Tuesday, April 16, 2013: Writer Meg Wolitzer’s new novel, The Interestings, follows the lives and relationships of six teenagers who met at a summer camp for the arts in 1974. Wolitzer is the author of The New York Times bestseller The Ten-Year Nap, as well as a number of other novels. Then, National Book Award finalist and Edgar Award winner Jess Walter’s novel, Beautiful Ruins, examines our contemporary obsession with celebrity. This epic tale spans 50 years, beginning in Italy with a young American actress in the legendary Elizabeth Taylor/Richard Burton behemoth Cleopatra. It’s now out in paperback.
Wednesday, April 17, 2013: Since Quincy Jones discovered him fifty years ago; Grammy-winning pianist Bob James had forged a diverse and successful career in music. Fans of 1970s television will remember the theme to Taxi, Angela, a Bob James composition. One group who clearly appreciated James’ music was the seminal rap trio Run DMC who sampled James’ cover of Paul Simon’s Take Me to the Mardi Gras, introducing James to a whole new generation of fans. In 1990, James began a group named Fourplay, with whom he has recorded a dozen albums. Their latest is titled “Esprit De Four” and the band will tour throughout the spring.
Thursday, April 18, 2013: For a decade now, the Thomas Jefferson Center for the Protection of Free Expression has celebrated the ideals of its namesake by recognizing those who, in the past year, forgot or disregarded Mr. Jefferson’s admonition that freedom of speech ‘cannot be limited without being lost.’ Announced on or near April 13 — the anniversary of the birth of Thomas Jefferson (this year it will be on the 11th)— the Jefferson Muzzles are awarded to the most egregious subverters of the First Amendment. Bob talks to the Director of the Center, Josh Wheeler. Then, kids tend to get squirmy after too long in church, but when your mother is the preacher, the phrase “Be Good” carries a lot of weight. That’s the name of Gregory Porter’s latest release, a soulful r&b record heavily influenced by gospel & blues. Porter developed his love for music in his mother’s church, but he found his first real breakthrough in the theater. Now, Porter’s recording career is on the rise, as evidenced by the two Grammy nominations earned from his first two albums.

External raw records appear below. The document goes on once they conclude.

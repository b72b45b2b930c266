//! Control surface of the bundled `Proxy` contract.

use std::path::PathBuf;

use alloy_dyn_abi::DynSolValue;
use alloy_primitives::{
    Address,
    Bytes,
};
use alloy_sol_types::{
    SolCall,
    sol,
};

use crate::{
    abi::AbiError,
    contract::FunctionHandle,
};

sol! {
    interface IProxy {
        event Trace(bytes4 indexed selector, bytes data);

        function setMock(bytes key, uint8 mode, address target, bytes data) external;
        function setMockWithArgs(bytes key, uint8 mode, address target, bytes data) external;
        function setTracing(bool enabled) external;
        function tracing() external view returns (bool);
        function touchWritable() external;
    }
}

pub const PROXY_CONTRACT_NAME: &str = "Proxy";
pub const PROXY_SOURCE_FILE: &str = "Proxy.sol";

/// JSON ABI of the bundled proxy, usable without a compiler.
pub const PROXY_ABI: &str = include_str!("../../contracts/Proxy.abi.json");

/// Gas limit attached to every control transaction.
pub const CONTROL_GAS_LIMIT: u64 = 500_000;

/// Directory holding `Proxy.sol`.
pub fn proxy_source_dir() -> PathBuf {
    PathBuf::from(env!("CARGO_MANIFEST_DIR")).join("contracts")
}

/// What the proxy does with a matching call.
#[derive(Debug, Clone, Copy, PartialEq, Eq)]
#[repr(u8)]
pub enum MockMode {
    Forward = 1,
    Return = 2,
}

impl MockMode {
    pub fn from_u8(mode: u8) -> Option<Self> {
        match mode {
            1 => Some(Self::Forward),
            2 => Some(Self::Return),
            _ => None,
        }
    }
}

/// Key a programmed behavior is stored under.
///
/// `Calldata` keys hold the selector followed by the canonical encoding of the
/// arguments. For a fixed function the argument encoding is canonical, so two
/// keys are equal exactly when the calls they describe are equal, dynamic
/// arguments included. The proxy matches them by hash of the whole calldata.
#[derive(Debug, Clone, PartialEq, Eq)]
pub enum MockKey {
    Selector(alloy_primitives::Selector),
    Calldata(Bytes),
}

impl MockKey {
    pub fn new(handle: &FunctionHandle, on_args: Option<&[DynSolValue]>) -> Result<Self, AbiError> {
        match on_args {
            Some(args) => Ok(Self::Calldata(handle.calldata(args)?)),
            None => Ok(Self::Selector(handle.selector())),
        }
    }

    pub fn bytes(&self) -> Bytes {
        match self {
            Self::Selector(selector) => Bytes::copy_from_slice(selector.as_slice()),
            Self::Calldata(calldata) => calldata.clone(),
        }
    }

    /// Calldata of the control call that stores `mode/target/data` under this key.
    pub fn program(&self, mode: MockMode, target: Address, data: Bytes) -> Bytes {
        let key = self.bytes();
        let mode = mode as u8;
        match self {
            Self::Selector(_) => {
                IProxy::setMockCall {
                    key,
                    mode,
                    target,
                    data,
                }
                .abi_encode()
                .into()
            }
            Self::Calldata(_) => {
                IProxy::setMockWithArgsCall {
                    key,
                    mode,
                    target,
                    data,
                }
                .abi_encode()
                .into()
            }
        }
    }
}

Friday, April 19, 2013: Doyle McManus, Washington columnist for the Los Angeles Times, joins Bob to discuss the latest political news. Next, in 1952, Marie Tharp discovered and mapped the mid-oceanic ridge. Author Hali Felt argues that Tharp is one of the greatest forgotten scientists of the 20th century. She has written a book about Tharp’s life and discovery titled Soundings:The Story of the Remarkable Woman Who Mapped the Ocean Floor. Finally, the latest installment of our ongoing series This I Believe.